CAPÍTULO 17

Nina se secó el sudor de la frente con un pañuelo. Hacía al menos cinco minutos que estaba allí, parada en la puerta de la casa de Telma Apelgren esperando a que la mujer se dignara a abrirle.

Cuando pensaba que su viaje hasta allí había sido en vano, oyó ruido en el interior de la propiedad. Luego, nuevamente el silencio.

—Señorita Apelgren, sé que está ahí. Abra, por favor. Soy la sargento Nina Wallström y necesito hablar con usted. —Se sentía ridícula hablando con una puerta, pero no pensaba marcharse sin hablar con la mujer.
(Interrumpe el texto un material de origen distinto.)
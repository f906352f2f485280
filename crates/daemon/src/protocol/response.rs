// SPDX-License-Identifier: BUSL-1.1
// Copyright (c) 2026 Alfred Jean LLC

//! Outbound control messages.
//!
//! Every `*-response` pairs with its request type and carries the
//! response contract fields: `type`, `id`, `status`, `result`, `state`,
//! `timestamp`. Unsolicited frames (`deployment_progress`,
//! `console_output`) share the same tagged envelope.

use chrono::{DateTime, Utc};
use serde::{Deserialize, Serialize};

use vea_core::{AppKind, AppState, DesiredState, ErrorKind, ValidationReport};
use vea_store::{LogRecord, LogStream};

use crate::lifecycle::{
    DetectionReport, LifecycleError, OpOutcome, OpStatus, ProgressEvent, StatusView,
};

/// Response status variants, including the idempotent successes.
#[derive(Debug, Clone, Copy, PartialEq, Eq, Serialize, Deserialize)]
#[serde(rename_all = "snake_case")]
pub enum ReplyStatus {
    Success,
    Error,
    AlreadyRunning,
    AlreadyStopped,
}

impl From<OpStatus> for ReplyStatus {
    fn from(status: OpStatus) -> Self {
        match status {
            OpStatus::Success => ReplyStatus::Success,
            OpStatus::AlreadyRunning => ReplyStatus::AlreadyRunning,
            OpStatus::AlreadyStopped => ReplyStatus::AlreadyStopped,
        }
    }
}

/// The shared body of lifecycle responses.
#[derive(Debug, Clone, Serialize, Deserialize, PartialEq)]
pub struct OpReply {
    #[serde(default)]
    pub id: String,
    pub status: ReplyStatus,
    /// Human summary of what happened.
    pub result: String,
    /// Current lifecycle state after the operation.
    pub state: AppState,
    pub app_id: String,
    #[serde(default, skip_serializing_if = "Option::is_none")]
    pub execution_id: Option<String>,
    #[serde(default, skip_serializing_if = "Vec::is_empty")]
    pub warnings: Vec<String>,
    pub timestamp: u64,
}

impl OpReply {
    pub fn from_outcome(id: &str, outcome: OpOutcome, timestamp: u64) -> Self {
        Self {
            id: id.to_string(),
            status: outcome.status.into(),
            result: outcome.result,
            state: outcome.state,
            app_id: outcome.app_id.as_str().to_string(),
            execution_id: outcome.execution_id.map(|e| e.as_str().to_string()),
            warnings: outcome.warnings,
            timestamp,
        }
    }
}

/// One application as reported by list/status responses.
#[derive(Debug, Clone, Serialize, Deserialize, PartialEq)]
pub struct AppStatusEntry {
    pub app_id: String,
    pub name: String,
    pub kind: AppKind,
    #[serde(default)]
    pub version: String,
    pub state: AppState,
    pub desired_state: DesiredState,
    #[serde(default, skip_serializing_if = "Option::is_none")]
    pub execution_id: Option<String>,
    #[serde(default, skip_serializing_if = "Option::is_none")]
    pub exit_code: Option<i64>,
    pub created_at: DateTime<Utc>,
    #[serde(default, skip_serializing_if = "Option::is_none")]
    pub last_start_at: Option<DateTime<Utc>>,
}

impl From<StatusView> for AppStatusEntry {
    fn from(view: StatusView) -> Self {
        Self {
            app_id: view.app_id.as_str().to_string(),
            name: view.name,
            kind: view.kind,
            version: view.version,
            state: view.state,
            desired_state: view.desired_state,
            execution_id: view.execution_id.map(|e| e.as_str().to_string()),
            exit_code: view.exit_code,
            created_at: view.created_at,
            last_start_at: view.last_start_at,
        }
    }
}

/// Response or unsolicited frame to a control-channel client.
#[derive(Debug, Clone, Serialize, Deserialize, PartialEq)]
#[serde(tag = "type")]
pub enum Response {
    #[serde(rename = "deploy_request-response")]
    DeployRequest(OpReply),

    #[serde(rename = "smart_deploy-response")]
    SmartDeploy {
        #[serde(flatten)]
        reply: OpReply,
        detection: DetectionReport,
        validation: ValidationReport,
    },

    #[serde(rename = "run_app-response")]
    RunApp(OpReply),

    #[serde(rename = "stop_app-response")]
    StopApp(OpReply),

    #[serde(rename = "app_paused")]
    AppPaused(OpReply),

    #[serde(rename = "app_resumed")]
    AppResumed(OpReply),

    #[serde(rename = "app_uninstalled")]
    AppUninstalled(OpReply),

    #[serde(rename = "manage_app-response")]
    ManageApp(OpReply),

    #[serde(rename = "list_deployed_apps-response")]
    ListDeployedApps { id: String, apps: Vec<AppStatusEntry>, timestamp: u64 },

    #[serde(rename = "get_app_status-response")]
    GetAppStatus {
        id: String,
        app: AppStatusEntry,
        /// Recent console tail for quick inspection without a
        /// subscription.
        #[serde(default, skip_serializing_if = "Vec::is_empty")]
        logs: Vec<LogRecord>,
        timestamp: u64,
    },

    #[serde(rename = "deployment_status")]
    DeploymentStatus {
        id: String,
        app_id: String,
        state: AppState,
        #[serde(default, skip_serializing_if = "Option::is_none")]
        execution_id: Option<String>,
        timestamp: u64,
    },

    #[serde(rename = "dependencies_detected")]
    DependenciesDetected { id: String, dependencies: DetectionReport, timestamp: u64 },

    #[serde(rename = "signals_validated")]
    SignalsValidated { id: String, validation: ValidationReport, timestamp: u64 },

    /// Unsolicited staged progress on the requesting connection.
    #[serde(rename = "deployment_progress")]
    DeploymentProgress {
        id: String,
        app_id: String,
        #[serde(flatten)]
        event: ProgressEvent,
        timestamp: u64,
    },

    /// Unsolicited console frame for a subscribed execution.
    #[serde(rename = "console_output")]
    ConsoleOutput {
        execution_id: String,
        app_id: String,
        stream: LogStream,
        line: String,
        offset: u64,
        timestamp: u64,
    },

    #[serde(rename = "pong")]
    Pong { id: String, timestamp: u64 },

    #[serde(rename = "error")]
    Error {
        id: String,
        /// Human-readable failure description.
        error: String,
        /// Short machine kind from the error taxonomy.
        kind: ErrorKind,
        #[serde(default, skip_serializing_if = "Vec::is_empty")]
        suggestions: Vec<String>,
        timestamp: u64,
    },
}

impl Response {
    /// The standard error frame for a failed lifecycle operation.
    pub fn from_error(id: &str, error: &LifecycleError, timestamp: u64) -> Self {
        Response::Error {
            id: id.to_string(),
            error: error.to_string(),
            kind: error.kind(),
            suggestions: error.suggestions(),
            timestamp,
        }
    }

    pub fn console_frame(record: LogRecord) -> Self {
        Response::ConsoleOutput {
            execution_id: record.execution_id,
            app_id: record.app_id,
            stream: record.stream,
            line: record.line,
            offset: record.offset,
            timestamp: record.ts.timestamp_millis().max(0) as u64,
        }
    }
}

#[cfg(test)]
#[path = "response_tests.rs"]
mod tests;
/// Errors from lifecycle operations.
#[derive(Debug, Error)]
pub enum LifecycleError {
    #[error("{0}")]
    Validation(String),

    #[error("Application not found: {0}")]
    NotFound(String),

    #[error("invalid transition: cannot {action} while {from}")]
    InvalidTransition { from: AppState, action: &'static str },

    #[error("live application limit reached ({limit})")]
    ResourceDenied { limit: usize },

    #[error(transparent)]
    Driver(#[from] SandboxError),

    #[error("request deadline exceeded")]
    DeadlineExceeded,

    #[error("store failure: {0}")]
    Store(#[from] StoreError),

    #[error("internal error: {0}")]
    Internal(String),
}

impl LifecycleError {
    /// The wire error kind for this failure.
    pub fn kind(&self) -> ErrorKind {
        match self {
            LifecycleError::Validation(_) => ErrorKind::Validation,
            LifecycleError::NotFound(_) => ErrorKind::NotFound,
            LifecycleError::InvalidTransition { .. } => ErrorKind::InvalidTransition,
            LifecycleError::ResourceDenied { .. } => ErrorKind::ResourceDenied,
            LifecycleError::Driver(SandboxError::ResourceDenied(_)) => ErrorKind::ResourceDenied,
            LifecycleError::Driver(_) => ErrorKind::DriverError,
            LifecycleError::DeadlineExceeded => ErrorKind::DeadlineExceeded,
            LifecycleError::Store(_) | LifecycleError::Internal(_) => ErrorKind::Internal,
        }
    }

    /// Remediation hints surfaced alongside validation and driver
    /// failures.
    pub fn suggestions(&self) -> Vec<String> {
        match self {
            LifecycleError::Validation(_) => {
                vec!["check the request fields against the control schema".to_string()]
            }
            LifecycleError::NotFound(_) => {
                vec!["run list_deployed_apps to see installed applications".to_string()]
            }
            LifecycleError::ResourceDenied { limit } => vec![
                format!("at most {limit} applications may be live; stop one first"),
                "raise max_live_apps if this node has headroom".to_string(),
            ],
            LifecycleError::Driver(SandboxError::ArtifactUnusable(_)) => vec![
                "verify the artifact source or image reference".to_string(),
                "for container apps, pull the image onto this node first".to_string(),
            ],
            LifecycleError::Driver(SandboxError::Unavailable(_)) => vec![
                "check that the container engine is running".to_string(),
                "verify the sandbox_socket path".to_string(),
            ],
            _ => Vec::new(),
        }
    }
}

/// Status variant of a successful (or idempotently successful) op.
#[derive(Debug, Clone, Copy, PartialEq, Eq)]
pub enum OpStatus {
    Success,
    AlreadyRunning,
    AlreadyStopped,
}

/// What a lifecycle operation reports back to the control plane.
#[derive(Debug, Clone)]
pub struct OpOutcome {
    pub app_id: AppId,
    pub status: OpStatus,
    pub state: AppState,
    pub execution_id: Option<ExecutionId>,
    pub result: String,
    pub warnings: Vec<String>,
}

impl OpOutcome {
    fn success(app_id: AppId, state: AppState, result: impl Into<String>) -> Self {
        Self {
            app_id,
            status: OpStatus::Success,
            state,
            execution_id: None,
            result: result.into(),
            warnings: Vec::new(),
        }
    }
}

/// Point-in-time status of one application.
#[derive(Debug, Clone)]
pub struct StatusView {
    pub app_id: AppId,
    pub name: String,
    pub kind: AppKind,
    pub version: String,
    pub state: AppState,
    pub desired_state: DesiredState,
    pub execution_id: Option<ExecutionId>,
    pub exit_code: Option<i64>,
    pub created_at: DateTime<Utc>,
    pub last_start_at: Option<DateTime<Utc>>,
}

/// The lifecycle core. One per supervisor process; owns all mutable
/// lifecycle state explicitly (nothing package-global).
pub struct LifecycleCore<C: Clock = SystemClock> {
    config: Config,
    store: Arc<Store>,
    driver: Arc<dyn SandboxDriver>,
    gateway: Arc<dyn SignalGateway>,
    console: Arc<ConsoleHub<C>>,
    identity: Identity,
    live: LiveMap,
    lanes: Mutex<HashMap<String, Arc<tokio::sync::Mutex<()>>>>,
    clock: C,
}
Finalmente, no supo si por cortesía o por temor a ser citada en la comisaría, Telma se apiadó de ella y la invitó a pasar, poniéndola a salvo del abrasador sol de las seis de la tarde.

La condujo a través de un pasillo en cuyas paredes colgaban adornos hechos con flores secas. Emanaban un olor dulzón y penetrante. El salón era pequeño, con piso de linóleo color ladrillo y una chimenea de piedra blanqueada. Unas mantas tejidas al crochet en colores azules y naranjas contrastaban con la sobriedad de los sillones de pana gris.

Telma se sentó primero, luego le hizo señas a la sargento para que se ubicara frente a ella. Nina movió uno de los cojines y se acomodó en el extremo del sillón. Vio que la mujer se ponía de pie nuevamente.

—Disculpe, sargento, no le ofrecido nada para beber.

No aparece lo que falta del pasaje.